TASK TO CARRY OUT
Show every line of the material that follows in which the word "Errors" occurs.

TASK DATA Block Start

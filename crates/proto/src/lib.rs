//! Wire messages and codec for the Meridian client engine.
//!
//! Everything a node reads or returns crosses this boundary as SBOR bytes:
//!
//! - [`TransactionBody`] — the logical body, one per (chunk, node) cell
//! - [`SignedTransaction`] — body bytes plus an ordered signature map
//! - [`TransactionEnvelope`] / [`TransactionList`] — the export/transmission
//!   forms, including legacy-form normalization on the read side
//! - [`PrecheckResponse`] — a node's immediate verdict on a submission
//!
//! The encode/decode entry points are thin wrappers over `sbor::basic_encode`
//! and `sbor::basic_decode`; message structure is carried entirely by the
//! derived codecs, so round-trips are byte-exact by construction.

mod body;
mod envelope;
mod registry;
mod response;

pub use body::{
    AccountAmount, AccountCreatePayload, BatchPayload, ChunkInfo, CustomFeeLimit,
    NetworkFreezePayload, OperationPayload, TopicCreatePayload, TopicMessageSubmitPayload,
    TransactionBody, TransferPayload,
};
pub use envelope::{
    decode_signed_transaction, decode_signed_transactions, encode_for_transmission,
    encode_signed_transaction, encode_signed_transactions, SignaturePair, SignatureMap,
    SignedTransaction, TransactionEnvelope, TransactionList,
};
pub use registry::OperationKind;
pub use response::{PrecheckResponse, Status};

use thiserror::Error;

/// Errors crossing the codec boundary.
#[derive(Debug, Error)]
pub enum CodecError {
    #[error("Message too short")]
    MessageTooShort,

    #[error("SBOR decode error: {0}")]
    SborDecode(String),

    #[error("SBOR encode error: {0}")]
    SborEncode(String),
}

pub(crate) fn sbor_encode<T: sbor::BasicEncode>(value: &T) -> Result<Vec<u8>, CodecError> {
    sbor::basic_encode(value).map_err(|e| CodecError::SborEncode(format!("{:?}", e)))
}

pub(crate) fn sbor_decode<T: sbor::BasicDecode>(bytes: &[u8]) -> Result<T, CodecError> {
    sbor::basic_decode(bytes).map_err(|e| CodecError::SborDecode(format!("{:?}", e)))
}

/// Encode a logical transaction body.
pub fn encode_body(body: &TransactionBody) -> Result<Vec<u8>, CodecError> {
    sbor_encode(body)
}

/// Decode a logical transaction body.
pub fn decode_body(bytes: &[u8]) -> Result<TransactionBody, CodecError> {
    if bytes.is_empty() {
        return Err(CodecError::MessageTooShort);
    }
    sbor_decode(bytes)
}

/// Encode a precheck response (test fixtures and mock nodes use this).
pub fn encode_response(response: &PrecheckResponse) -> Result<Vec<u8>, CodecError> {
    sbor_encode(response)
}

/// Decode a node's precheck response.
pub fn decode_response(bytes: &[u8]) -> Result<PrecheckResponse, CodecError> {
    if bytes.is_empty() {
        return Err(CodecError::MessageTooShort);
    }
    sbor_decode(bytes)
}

TASK DATA Block End
TASK DATA Block Start

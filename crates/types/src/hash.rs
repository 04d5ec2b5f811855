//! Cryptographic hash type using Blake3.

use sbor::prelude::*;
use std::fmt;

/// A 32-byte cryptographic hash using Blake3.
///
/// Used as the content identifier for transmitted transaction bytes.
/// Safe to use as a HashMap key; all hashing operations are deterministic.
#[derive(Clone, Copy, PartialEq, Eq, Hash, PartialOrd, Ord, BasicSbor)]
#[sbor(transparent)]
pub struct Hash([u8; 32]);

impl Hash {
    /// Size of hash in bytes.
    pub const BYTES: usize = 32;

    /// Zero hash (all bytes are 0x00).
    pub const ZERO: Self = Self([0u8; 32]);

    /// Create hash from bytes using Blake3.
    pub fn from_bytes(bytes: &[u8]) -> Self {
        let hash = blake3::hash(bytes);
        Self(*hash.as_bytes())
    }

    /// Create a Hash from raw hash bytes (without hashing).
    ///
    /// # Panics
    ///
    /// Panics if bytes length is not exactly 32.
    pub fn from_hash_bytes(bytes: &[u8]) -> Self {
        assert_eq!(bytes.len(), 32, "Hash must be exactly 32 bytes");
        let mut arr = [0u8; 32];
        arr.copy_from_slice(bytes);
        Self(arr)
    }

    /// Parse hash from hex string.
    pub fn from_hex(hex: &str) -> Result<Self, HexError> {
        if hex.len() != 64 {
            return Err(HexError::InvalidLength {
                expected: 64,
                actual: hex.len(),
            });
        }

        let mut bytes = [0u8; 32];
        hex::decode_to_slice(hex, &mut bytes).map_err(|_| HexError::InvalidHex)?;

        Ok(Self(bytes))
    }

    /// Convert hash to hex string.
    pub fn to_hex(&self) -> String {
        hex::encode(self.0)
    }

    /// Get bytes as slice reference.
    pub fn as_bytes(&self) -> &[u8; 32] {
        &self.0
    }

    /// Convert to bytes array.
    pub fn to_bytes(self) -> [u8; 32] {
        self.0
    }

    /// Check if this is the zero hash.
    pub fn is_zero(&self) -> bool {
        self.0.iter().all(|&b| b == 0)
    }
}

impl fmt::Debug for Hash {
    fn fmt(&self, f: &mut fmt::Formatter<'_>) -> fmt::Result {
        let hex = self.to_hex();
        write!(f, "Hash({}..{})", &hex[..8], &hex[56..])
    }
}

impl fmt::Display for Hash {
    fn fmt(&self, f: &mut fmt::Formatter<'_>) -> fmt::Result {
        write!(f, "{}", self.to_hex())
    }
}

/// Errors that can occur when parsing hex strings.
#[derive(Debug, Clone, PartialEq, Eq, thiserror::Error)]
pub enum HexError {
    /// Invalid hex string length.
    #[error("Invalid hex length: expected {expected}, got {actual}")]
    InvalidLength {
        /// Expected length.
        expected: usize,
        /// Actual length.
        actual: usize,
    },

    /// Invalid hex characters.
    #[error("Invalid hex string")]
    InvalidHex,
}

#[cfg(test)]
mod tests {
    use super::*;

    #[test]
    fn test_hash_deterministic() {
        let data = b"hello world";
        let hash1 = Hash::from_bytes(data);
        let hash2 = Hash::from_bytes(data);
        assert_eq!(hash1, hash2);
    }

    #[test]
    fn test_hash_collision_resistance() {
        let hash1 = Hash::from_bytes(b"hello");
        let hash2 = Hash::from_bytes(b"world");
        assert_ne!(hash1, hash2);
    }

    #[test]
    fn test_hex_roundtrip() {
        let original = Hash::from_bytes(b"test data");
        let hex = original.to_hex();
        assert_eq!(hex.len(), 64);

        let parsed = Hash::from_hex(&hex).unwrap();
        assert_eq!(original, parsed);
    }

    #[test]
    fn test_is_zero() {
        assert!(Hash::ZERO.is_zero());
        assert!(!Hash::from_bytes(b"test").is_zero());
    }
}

TASK DATA Block End
TASK DATA Block Start

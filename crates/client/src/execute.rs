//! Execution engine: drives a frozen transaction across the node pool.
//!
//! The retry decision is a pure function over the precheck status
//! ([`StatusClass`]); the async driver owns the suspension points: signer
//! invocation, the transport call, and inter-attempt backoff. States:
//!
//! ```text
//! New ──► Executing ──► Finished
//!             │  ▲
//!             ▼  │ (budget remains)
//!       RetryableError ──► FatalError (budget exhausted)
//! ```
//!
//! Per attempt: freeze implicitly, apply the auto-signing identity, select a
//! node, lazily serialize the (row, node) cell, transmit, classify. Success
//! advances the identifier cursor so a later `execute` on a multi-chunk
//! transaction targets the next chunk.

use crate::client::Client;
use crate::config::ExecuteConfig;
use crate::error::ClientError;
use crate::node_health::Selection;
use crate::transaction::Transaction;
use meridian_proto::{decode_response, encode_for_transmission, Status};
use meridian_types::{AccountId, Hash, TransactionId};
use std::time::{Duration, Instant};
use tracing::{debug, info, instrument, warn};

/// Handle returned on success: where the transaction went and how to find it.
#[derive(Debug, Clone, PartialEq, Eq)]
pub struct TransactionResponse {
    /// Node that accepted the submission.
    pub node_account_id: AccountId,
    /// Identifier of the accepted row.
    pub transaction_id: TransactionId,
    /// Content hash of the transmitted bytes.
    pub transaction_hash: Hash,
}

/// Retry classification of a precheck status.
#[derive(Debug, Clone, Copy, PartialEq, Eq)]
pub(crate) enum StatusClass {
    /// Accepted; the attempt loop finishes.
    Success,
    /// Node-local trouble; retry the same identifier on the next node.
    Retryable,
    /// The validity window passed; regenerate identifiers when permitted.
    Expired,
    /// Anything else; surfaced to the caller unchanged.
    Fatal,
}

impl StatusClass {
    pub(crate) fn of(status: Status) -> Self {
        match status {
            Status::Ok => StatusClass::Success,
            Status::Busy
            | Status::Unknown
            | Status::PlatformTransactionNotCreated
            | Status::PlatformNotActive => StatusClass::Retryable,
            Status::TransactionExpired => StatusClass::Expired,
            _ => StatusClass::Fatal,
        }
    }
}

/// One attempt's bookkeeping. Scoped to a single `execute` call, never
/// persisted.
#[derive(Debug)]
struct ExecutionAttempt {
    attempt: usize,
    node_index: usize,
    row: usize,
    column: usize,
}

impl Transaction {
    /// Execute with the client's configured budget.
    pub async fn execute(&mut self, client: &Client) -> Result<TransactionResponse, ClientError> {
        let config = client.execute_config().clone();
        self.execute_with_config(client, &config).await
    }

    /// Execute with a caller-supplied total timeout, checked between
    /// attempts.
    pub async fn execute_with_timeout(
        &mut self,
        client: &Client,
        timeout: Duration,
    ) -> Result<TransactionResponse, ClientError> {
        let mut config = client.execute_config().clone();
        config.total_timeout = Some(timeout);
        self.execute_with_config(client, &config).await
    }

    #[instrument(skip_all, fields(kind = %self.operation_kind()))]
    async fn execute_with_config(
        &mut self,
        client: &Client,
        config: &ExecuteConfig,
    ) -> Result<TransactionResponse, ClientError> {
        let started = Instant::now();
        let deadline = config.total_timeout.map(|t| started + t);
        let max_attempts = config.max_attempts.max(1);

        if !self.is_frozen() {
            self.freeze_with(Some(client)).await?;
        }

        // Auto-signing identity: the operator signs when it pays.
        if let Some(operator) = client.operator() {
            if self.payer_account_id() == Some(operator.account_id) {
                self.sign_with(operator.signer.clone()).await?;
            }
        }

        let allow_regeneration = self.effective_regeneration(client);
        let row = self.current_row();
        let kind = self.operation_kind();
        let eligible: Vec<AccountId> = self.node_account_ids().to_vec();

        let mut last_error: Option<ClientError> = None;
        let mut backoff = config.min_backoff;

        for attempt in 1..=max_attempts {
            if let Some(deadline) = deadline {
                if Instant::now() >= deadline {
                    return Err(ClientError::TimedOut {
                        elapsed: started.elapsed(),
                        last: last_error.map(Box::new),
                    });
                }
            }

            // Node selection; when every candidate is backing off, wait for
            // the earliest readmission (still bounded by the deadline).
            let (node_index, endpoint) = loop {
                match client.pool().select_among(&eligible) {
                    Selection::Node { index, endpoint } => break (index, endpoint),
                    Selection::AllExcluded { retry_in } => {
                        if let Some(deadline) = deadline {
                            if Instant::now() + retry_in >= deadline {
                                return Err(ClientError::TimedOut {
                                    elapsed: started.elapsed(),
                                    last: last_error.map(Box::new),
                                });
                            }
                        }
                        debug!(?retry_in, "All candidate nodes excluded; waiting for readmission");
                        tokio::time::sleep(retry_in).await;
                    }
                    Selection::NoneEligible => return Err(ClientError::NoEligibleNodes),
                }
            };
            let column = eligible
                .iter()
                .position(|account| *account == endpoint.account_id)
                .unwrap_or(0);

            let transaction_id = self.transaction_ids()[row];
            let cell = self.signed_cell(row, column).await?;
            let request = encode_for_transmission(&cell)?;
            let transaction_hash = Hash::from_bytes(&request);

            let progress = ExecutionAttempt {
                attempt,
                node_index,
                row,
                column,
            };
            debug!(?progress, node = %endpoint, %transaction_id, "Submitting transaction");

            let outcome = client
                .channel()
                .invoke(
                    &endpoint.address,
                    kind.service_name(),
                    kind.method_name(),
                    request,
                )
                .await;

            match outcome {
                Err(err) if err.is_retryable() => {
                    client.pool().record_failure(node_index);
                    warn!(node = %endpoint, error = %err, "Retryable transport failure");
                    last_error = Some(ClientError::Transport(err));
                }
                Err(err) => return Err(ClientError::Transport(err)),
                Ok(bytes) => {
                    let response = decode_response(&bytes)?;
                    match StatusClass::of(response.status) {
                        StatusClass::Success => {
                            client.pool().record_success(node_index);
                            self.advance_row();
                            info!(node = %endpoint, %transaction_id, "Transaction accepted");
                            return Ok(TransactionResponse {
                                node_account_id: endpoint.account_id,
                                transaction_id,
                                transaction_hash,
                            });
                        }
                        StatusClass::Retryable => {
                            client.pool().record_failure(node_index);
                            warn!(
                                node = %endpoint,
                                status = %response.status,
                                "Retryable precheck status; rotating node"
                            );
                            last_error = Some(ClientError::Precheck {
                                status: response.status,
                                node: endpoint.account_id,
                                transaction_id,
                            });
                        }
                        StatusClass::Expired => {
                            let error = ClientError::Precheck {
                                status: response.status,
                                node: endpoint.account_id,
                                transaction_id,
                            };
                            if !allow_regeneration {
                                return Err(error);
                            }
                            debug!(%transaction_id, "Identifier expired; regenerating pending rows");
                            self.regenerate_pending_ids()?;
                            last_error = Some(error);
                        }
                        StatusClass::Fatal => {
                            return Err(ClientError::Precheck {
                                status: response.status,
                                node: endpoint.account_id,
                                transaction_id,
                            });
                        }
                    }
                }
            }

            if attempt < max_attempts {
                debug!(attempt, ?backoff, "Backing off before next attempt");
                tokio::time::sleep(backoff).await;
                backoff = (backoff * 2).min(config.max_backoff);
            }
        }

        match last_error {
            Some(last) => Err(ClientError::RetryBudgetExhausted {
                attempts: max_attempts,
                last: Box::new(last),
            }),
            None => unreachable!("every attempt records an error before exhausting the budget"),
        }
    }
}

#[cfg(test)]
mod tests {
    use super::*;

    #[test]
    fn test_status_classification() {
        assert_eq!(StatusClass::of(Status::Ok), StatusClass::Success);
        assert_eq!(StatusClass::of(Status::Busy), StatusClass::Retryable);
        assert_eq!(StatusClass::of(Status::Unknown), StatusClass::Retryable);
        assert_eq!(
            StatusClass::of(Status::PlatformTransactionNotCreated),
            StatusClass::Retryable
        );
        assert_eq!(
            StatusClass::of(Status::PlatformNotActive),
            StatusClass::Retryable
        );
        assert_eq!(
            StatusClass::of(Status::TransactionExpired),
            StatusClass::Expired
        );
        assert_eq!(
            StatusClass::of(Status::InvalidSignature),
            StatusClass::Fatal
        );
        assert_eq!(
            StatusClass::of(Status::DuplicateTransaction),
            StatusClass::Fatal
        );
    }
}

TASK DATA Block End

THE ANSWER
/// Errors crossing the codec boundary.
/// Errors that can occur when parsing hex strings.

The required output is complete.